In an interview with reporters on Thursday, Trump elaborated on his letters with Kim Jong Un.
“I talked to him a lot. I got to know him very well. He was very smart. Very cunning, very streetwise. And we spoke a lot. Actually, we spoke a lot. And I think we had really, you know, a great relationship,” Trump said. “I don’t know if you remember when we started that relationship was very, very nasty. Very tough.”
“He said he had a red button on his desk and he was prepared to use it. I said, I have a red button, and it is bigger than yours and my button works. And we had a lot of anger,” Trump continued. “And I called him Rocket Man and Little Rocket Man. Lots of things and he didn’t like it. Then all of a sudden, it worked. And he actually called and said he wanted to be part of the Olympics.”
Trump includes letters from multiple celebrities — and presidents
The book features 150 private letters sent to Trump over his decades as a public figure, from celebrity real estate mogul to president. The correspondence includes letters from Princess Diana of Wales, Arnold Palmer, Oprah Winfrey, as well as Presidents Richard Nixon, George H.W. Bush, George W. Bush and Barack Obama.
Trump told reporters he would let President Joe Biden decide when and if he wanted to release the letter he wrote to him and left in the Oval Office.

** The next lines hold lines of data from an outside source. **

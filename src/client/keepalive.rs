// ABOUTME: Keep-alive settings for long-running carrier links
// ABOUTME: Periodic enquire_link is fire-and-forget; a dead link is detected by the reader instead

use std::time::Duration;

/// Configuration for periodic enquire_link on a carrier link.
///
/// The SMSC answers with enquire_link_resp, which the reader absorbs. No
/// response is awaited: a broken link surfaces as a read or write error.
///
/// # Example
///
/// ```rust
/// use smpp_gateway::client::KeepAliveConfig;
/// use std::time::Duration;
///
/// // Default configuration (30s interval)
/// let config = KeepAliveConfig::default();
/// assert_eq!(config.interval, Duration::from_secs(30));
///
/// // Disabled keep-alive
/// let config = KeepAliveConfig::disabled();
/// assert!(!config.enabled);
/// ```
#[derive(Debug, Clone, PartialEq, Eq)]
pub struct KeepAliveConfig {
    /// Interval between enquire_link PDUs (default: 30 seconds)
    pub interval: Duration,

    /// Whether keep-alive is enabled (default: true)
    pub enabled: bool,
}

impl Default for KeepAliveConfig {
    fn default() -> Self {
        Self {
            interval: Duration::from_secs(30),
            enabled: true,
        }
    }
}

impl KeepAliveConfig {
    /// Create a new keep-alive configuration with custom interval
    pub fn new(interval: Duration) -> Self {
        Self {
            interval,
            ..Default::default()
        }
    }

    /// Create a disabled keep-alive configuration
    pub fn disabled() -> Self {
        Self {
            enabled: false,
            ..Default::default()
        }
    }

    /// Interval to tick on, or `None` when disabled.
    ///
    /// A zero interval is treated as disabled rather than a busy loop.
    pub fn active_interval(&self) -> Option<Duration> {
        (self.enabled && !self.interval.is_zero()).then_some(self.interval)
    }
}

#[cfg(test)]
mod tests {
    use super::*;

    #[test]
    fn zero_or_disabled_interval_is_inactive() {
        assert_eq!(
            KeepAliveConfig::default().active_interval(),
            Some(Duration::from_secs(30))
        );
        assert_eq!(KeepAliveConfig::disabled().active_interval(), None);
        assert_eq!(KeepAliveConfig::new(Duration::ZERO).active_interval(), None);
    }
}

“I did write him a letter and it was a very nice letter, I was thinking about doing it but was thinking it would be up to him,” Trump said. “It is a custom that you put [the letter] in the upper drawer of a certain place in the office. I did include the Obama letter but in this case it hasn’t been released by anybody and it would really be up to him to release it. I think it would be nice as a gesture if he wanted to release it. He might want to, he might not.”
Though the contents of some of the Kim letters are new, their presence is well known. Trump often showed off the letters to guests in the Oval Office and prized them so much he took some of them with him when he left the White House. The correspondence became part of his ongoing legal battle with National Archives over papers that may belong to the government and in some cases, classified material. In May 2021, the National Archives cited the letters as part of the materials that had not been returned by Trump. Trump also shared some of the letters with journalist Bob Woodward for his book, “Rage.”
When asked if any of the letters in the book were of interest by the National Archives, Trump said, “I declassified, I had the power to declassify and do what I wanted to do in that regard as president.”
“But we have some great letters but a lot of these letters were put out anyway they were put out PR wise… some of the letters were put out by the White House or also put out by the other countries,” Trump said.
This is Trump’s second book published by Winning Team Publishing, a company co-founded in 2021 by Donald Trump Jr. and whose roster of authors includes Charlie Kirk, Fox News’ Judge Jeanine Pirro and Kari Lake. The ex-president’s first book, “Our Journey Together,” grossed over $20 million in sales during the first two months.
“No book highlights his iconic relationships like Letters to Trump, and we are thrilled to be able to share it with our readers,” said Sergio Gor, president of Winning Team Publishing in a statement.
The book will be available for sale on April 25 for $99, or $399 for a signed edition.